Da osservata speciale per la crisi dell’Auto alla novella luna di miele con gli investitori: oltre all’interesse manifestato dai fondi hedge, sarebbe la stessa Ifil a fornire il combustibile per la corsa messa a segno in questi giorni da Fiat in Piazza Affari. Ieri l’ennesimo scatto: più 2,76% a 7,44 euro in chiusura. A conti fatti è come se le lancette del mercato fossero tornate a gennaio 2003 (7,535 euro il picco di seduta).
A fornire l’«innesco» (più 27% da gennaio), secondo quanto ricostruito dal Giornale, sarebbe stata la holding di Gianluigi Gabetti che nei giorni scorsi avrebbe iniziato a posizionarsi sottotraccia per contrastare l’impatto del «convertendo»: il 15 settembre Fiat varerà un aumento di capitale per rimborsare il prestito da 3 miliardi ricevuto dalle banche.
Una manovra, quella della famiglia Agnelli, al momento limitata cui si sarebbero però accodate le «ricoperture» dei fondi speculativi nella convinzione che non ci sarà alcun passaggio di consegne in casa Fiat. Inevitabile la deflagrazione degli scambi: oltre 50,52 milioni i pezzi passati di mano pari al 6,31% del capitale votante.
Quanto accaduto in questi giorni in Borsa appare, insomma, il preludio dell’atteso riassetto azionario di Fiat che Ifil si prepara ad affrontare con una liquidità prossima al miliardo e dove potrebbe avere un ruolo centrale la stessa holding Exor. Se non sembra possibile escludere l’emergere di un nuovo socio forte (4-5% del capitale), perdono invece peso le spiegazioni che ricollegavano il recente sprint del Lingotto alla presentazione della «Grande Punto» in agenda il 5 settembre.

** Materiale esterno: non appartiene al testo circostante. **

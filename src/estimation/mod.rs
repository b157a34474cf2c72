//! estimation — ability estimators and the precision readout.
//!
//! Purpose
//! -------
//! Turn an administered response pattern into a point estimate of θ and a
//! standard error. Two estimators are provided: maximum likelihood
//! (`mle`, a multi-start sweep over the bracketed scalar minimizer) and
//! expected a posteriori (`eap`, grid quadrature against a prior).
//!
//! Key behaviors
//! -------------
//! - [`estimate_mle`] minimizes `−logL` from four starting points and
//!   clamps the winner into the θ-bounds.
//! - [`estimate_eap`] computes the posterior mean over a [`PriorGrid`],
//!   falling back to 0 on an underflowed posterior.
//! - [`standard_error`] inverts the square root of the accumulated Fisher
//!   information at the current estimate; an uninformative pool yields +∞.
//!
//! Invariants & assumptions
//! ------------------------
//! - Callers pass equal-length ζ/response slices; the session boundary
//!   enforces this before estimation runs.
//! - Estimates are finite; the standard error is positive or +∞.
//!
//! [`PriorGrid`]: crate::irt::priors::PriorGrid

pub mod eap;
pub mod mle;

use crate::irt::model::fisher_information;
use crate::irt::params::ItemParams;

// ---- Re-exports (primary public surface) ----------------------------------

pub use self::eap::estimate_eap;
pub use self::mle::estimate_mle;

/// Standard error of measurement at `theta` over the administered items.
///
/// `1/√Σ I(θ; ζᵢ)`; +∞ when the information sum is zero (no items, or all
/// items pinned at their asymptotes).
pub fn standard_error(theta: f64, zetas: &[ItemParams]) -> f64 {
    let information: f64 = zetas.iter().map(|zeta| fisher_information(theta, zeta)).sum();
    if information == 0.0 {
        f64::INFINITY
    } else {
        1.0 / information.sqrt()
    }
}

// ---- Optional convenience prelude for downstream crates -------------------

pub mod prelude {
    pub use super::eap::estimate_eap;
    pub use super::mle::estimate_mle;
    pub use super::standard_error;
}

#[cfg(test)]
mod tests {
    use super::*;
    use approx::assert_relative_eq;

    #[test]
    // Purpose
    // -------
    // The standard error is the inverse root of the information sum, and
    // shrinks as informative items accumulate.
    fn standard_error_inverts_accumulated_information() {
        let zeta = ItemParams::default();
        let single = fisher_information(0.0, &zeta);

        assert_relative_eq!(standard_error(0.0, &[zeta]), 1.0 / single.sqrt());
        assert!(standard_error(0.0, &[zeta; 4]) < standard_error(0.0, &[zeta]));
    }

    #[test]
    // Purpose
    // -------
    // No items, or items whose probability is pinned at an asymptote,
    // carry zero information and produce an infinite standard error.
    fn zero_information_yields_infinite_standard_error() {
        assert_eq!(standard_error(0.0, &[]), f64::INFINITY);

        let pinned = ItemParams::new(3.0, 0.0, 0.3, 0.9).expect("valid params");
        assert_eq!(standard_error(200.0, &[pinned]), f64::INFINITY);
    }
}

A parte la possibile fiammata di ordini iniziale, prima di gennaio sarà infatti arduo soppesare il successo del nuovo modello cui l’ad Sergio Marchionne ha affidato il compito di portare il Lingotto definitivamente fuori dal guado. A insufflare fiducia sui conti del gruppo era stato nei giorni scorsi lo stesso presidente Luca Cordero di Montezemolo ma la partita centrale si gioca intorno al convertendo in scadenza il 20 settembre. Malgrado la forchetta per la conversione, calcolata tra la media degli ultimi 6 mesi (5,92 euro) e 14,44 euro, resti incollata a 10,18 euro, il balzo di Fiat favorisce infatti Ifil (più 1,8%). Che a questo punto, dovrebbe andare incontro a una diluizione inferiore a quanto preventivato: il numero di azioni sarà calcolato dividendo i 3 miliardi del prestito per il prezzo di esercizio. Mentre si allontana l’ipotesi di un’offerta di titoli a valori inferiori alla conversione, qualche soddisfazione in più potrebbe arrivare anche per le banche finanziatrici che, complice l’impatto degli Ias, potrebbero scoprire qualche plusvalenza. A patto, ovviamente, di avere già spesato il prestito.